Sur fond de révolution russe (1905), deux frères que leurs ambitions avaient séparés se retrouvent à la quarantaine. L'un Tikhon, s'est enrichi par des moyens pas très honorables et en vient à une période de sa vie où sa conscience lui demande de se racheter. Quant à Kosma, longtemps parti vivre en ville, il se dit anarchiste mais passe son temps à boire et à traîner au village où il est revenu.
L'un par ses fréquentations, sa méchanceté et son égoïsme - à l'image, dit-il, du peuple russe lui-même, qu'il critique vertement - et l'autre par ses observations qu'il consigne dans un carnet jour après jour, désespéré, honteux, permettent à Bounine de dépeindre un monde paysan rustre, violent, buveur, menteur, bestial même sous le joug de la misère et de l'ignorance.
Peu de portraits sortent à leur avantage, et peu d'espoir apparaît.
C'est un poème noir malgré la neige, mais une neige d'une pâleur mortifère, un froid de glace, une steppe morne et boueuse.

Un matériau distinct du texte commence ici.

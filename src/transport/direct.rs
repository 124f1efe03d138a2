//! direct transport: the host talks to the IoT cloud as the truck's device.
//!
//! every vehicle maps to a registered device endpoint; telemetry and alerts
//! are sent as messages from that endpoint against the car device model.

use super::{Telemetry, TransportError};
use crate::domain::{Fields, VehicleId};
use async_trait::async_trait;
use serde::Serialize;
use std::collections::HashMap;
use std::sync::Arc;
use std::time::{Duration, SystemTime, UNIX_EPOCH};
use tracing::{debug, info, warn};

/// path the original gateway polled to decide the server is up
const SERVER_PROBE_PATH: &str = "/iot/api/v1/private/server";
const MESSAGES_PATH: &str = "/iot/api/v2/messages";

/// looks up the device registered for a vehicle
pub trait DeviceRegistry: Send + Sync {
    fn device_handle(&self, vehicle: &VehicleId) -> Option<Arc<dyn DeviceHandle>>;
}

/// a registered device; `urn` selects its virtual representation
#[async_trait]
pub trait DeviceHandle: Send + Sync {
    async fn update(&self, urn: &str, fields: Fields) -> Result<(), TransportError>;
    async fn raise_alert(
        &self,
        urn: &str,
        alert_urn: &str,
        fields: Fields,
    ) -> Result<(), TransportError>;
}

pub struct DirectTransport {
    registry: Box<dyn DeviceRegistry>,
    model_urn: String,
}

impl DirectTransport {
    pub fn new(registry: Box<dyn DeviceRegistry>, model_urn: impl Into<String>) -> Self {
        Self { registry, model_urn: model_urn.into() }
    }

    fn target(&self, vehicle: &VehicleId) -> Result<Arc<dyn DeviceHandle>, TransportError> {
        self.registry
            .device_handle(vehicle)
            .ok_or_else(|| TransportError::UnknownVehicle(vehicle.clone()))
    }
}

#[async_trait]
impl Telemetry for DirectTransport {
    async fn update_telemetry(
        &self,
        vehicle: &VehicleId,
        fields: Fields,
    ) -> Result<(), TransportError> {
        self.target(vehicle)?.update(&self.model_urn, fields).await
    }

    async fn raise_alert(
        &self,
        vehicle: &VehicleId,
        urn: &str,
        fields: Fields,
    ) -> Result<(), TransportError> {
        self.target(vehicle)?.raise_alert(&self.model_urn, urn, fields).await
    }
}

// ==============================================================================
// iot cloud rest registry
// ==============================================================================

#[derive(Debug, Serialize, PartialEq)]
#[serde(rename_all = "camelCase")]
struct Message {
    source: String,
    destination: String,
    priority: &'static str,
    reliability: &'static str,
    event_time: u64,
    #[serde(rename = "type")]
    kind: &'static str,
    payload: MessagePayload,
}

#[derive(Debug, Serialize, PartialEq)]
struct MessagePayload {
    format: String,
    #[serde(skip_serializing_if = "Option::is_none")]
    severity: Option<&'static str>,
    #[serde(skip_serializing_if = "Option::is_none")]
    description: Option<String>,
    data: Fields,
}

impl Message {
    fn data(endpoint: &str, urn: &str, fields: Fields, event_time: u64) -> Self {
        Self {
            source: endpoint.to_string(),
            destination: String::new(),
            priority: "LOW",
            reliability: "BEST_EFFORT",
            event_time,
            kind: "DATA",
            payload: MessagePayload {
                format: urn.to_string(),
                severity: None,
                description: None,
                data: fields,
            },
        }
    }

    fn alert(
        endpoint: &str,
        model_urn: &str,
        alert_urn: &str,
        fields: Fields,
        event_time: u64,
    ) -> Self {
        Self {
            source: endpoint.to_string(),
            destination: String::new(),
            priority: "HIGH",
            reliability: "GUARANTEED_DELIVERY",
            event_time,
            kind: "ALERT",
            payload: MessagePayload {
                format: alert_urn.to_string(),
                severity: Some("SIGNIFICANT"),
                description: Some(format!("alert raised by {model_urn}")),
                data: fields,
            },
        }
    }
}

fn now_ms() -> u64 {
    SystemTime::now()
        .duration_since(UNIX_EPOCH)
        .map(|d| d.as_millis() as u64)
        .unwrap_or(0)
}

/// registry backed by the cloud's message endpoint; the vehicle -> endpoint
/// table comes from configuration
pub struct IotcsRegistry {
    client: reqwest::Client,
    server_url: String,
    token: Option<String>,
    endpoints: HashMap<VehicleId, String>,
}

impl IotcsRegistry {
    pub fn new(
        server_url: impl Into<String>,
        token: Option<String>,
        endpoints: HashMap<VehicleId, String>,
        timeout: Duration,
    ) -> anyhow::Result<Self> {
        let client = reqwest::Client::builder()
            .connect_timeout(timeout)
            .timeout(timeout)
            .build()?;
        Ok(Self {
            client,
            server_url: server_url.into().trim_end_matches('/').to_string(),
            token,
            endpoints,
        })
    }

    /// block until the server answers. 401 and 404 still mean "up".
    pub async fn wait_until_reachable(&self, interval: Duration) {
        let url = format!("{}{}", self.server_url, SERVER_PROBE_PATH);
        let mut attempt = 0u64;
        loop {
            attempt += 1;
            debug!(%url, attempt, "probing server");
            match self.client.get(&url).send().await {
                Ok(resp) if resp.status().is_success() => break,
                Ok(resp) if matches!(resp.status().as_u16(), 401 | 404) => break,
                Ok(resp) => warn!(status = resp.status().as_u16(), attempt, "server not ready"),
                Err(e) => warn!(error = %e, attempt, "server not reachable"),
            }
            tokio::time::sleep(interval).await;
        }
        info!(server = %self.server_url, attempts = attempt, "server seems up & running");
    }
}

impl DeviceRegistry for IotcsRegistry {
    fn device_handle(&self, vehicle: &VehicleId) -> Option<Arc<dyn DeviceHandle>> {
        let endpoint = self.endpoints.get(vehicle)?;
        Some(Arc::new(IotcsDevice {
            client: self.client.clone(),
            messages_url: format!("{}{}", self.server_url, MESSAGES_PATH),
            token: self.token.clone(),
            endpoint: endpoint.clone(),
        }))
    }
}

struct IotcsDevice {
    client: reqwest::Client,
    messages_url: String,
    token: Option<String>,
    endpoint: String,
}

impl IotcsDevice {
    async fn send(&self, message: Message) -> Result<(), TransportError> {
        let mut req = self.client.post(&self.messages_url).json(&[message]);
        if let Some(token) = &self.token {
            req = req.bearer_auth(token);
        }
        let resp = req.send().await?;
        let status = resp.status();
        if !status.is_success() {
            return Err(TransportError::Rejected { status: status.as_u16() });
        }
        Ok(())
    }
}

#[async_trait]
impl DeviceHandle for IotcsDevice {
    async fn update(&self, urn: &str, fields: Fields) -> Result<(), TransportError> {
        debug!(endpoint = %self.endpoint, urn, "sending data message");
        self.send(Message::data(&self.endpoint, urn, fields, now_ms())).await
    }

    async fn raise_alert(
        &self,
        urn: &str,
        alert_urn: &str,
        fields: Fields,
    ) -> Result<(), TransportError> {
        debug!(endpoint = %self.endpoint, alert_urn, "sending alert message");
        self.send(Message::alert(&self.endpoint, urn, alert_urn, fields, now_ms())).await
    }
}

Vous vous en douterez, malgré sa taille, la lecture a été éprouvante, mais les descriptions n'ayant rien à envier à celles de Zola, j'y ai aussi pris beaucoup de plaisir. le Village a bien sûr été perçu comme une provocation pour la Russie moderne de la fin du XIXème siècle, qui venait d'abolir le servage et était en pleine industrialisation. Loin de Moscou, loin des yeux.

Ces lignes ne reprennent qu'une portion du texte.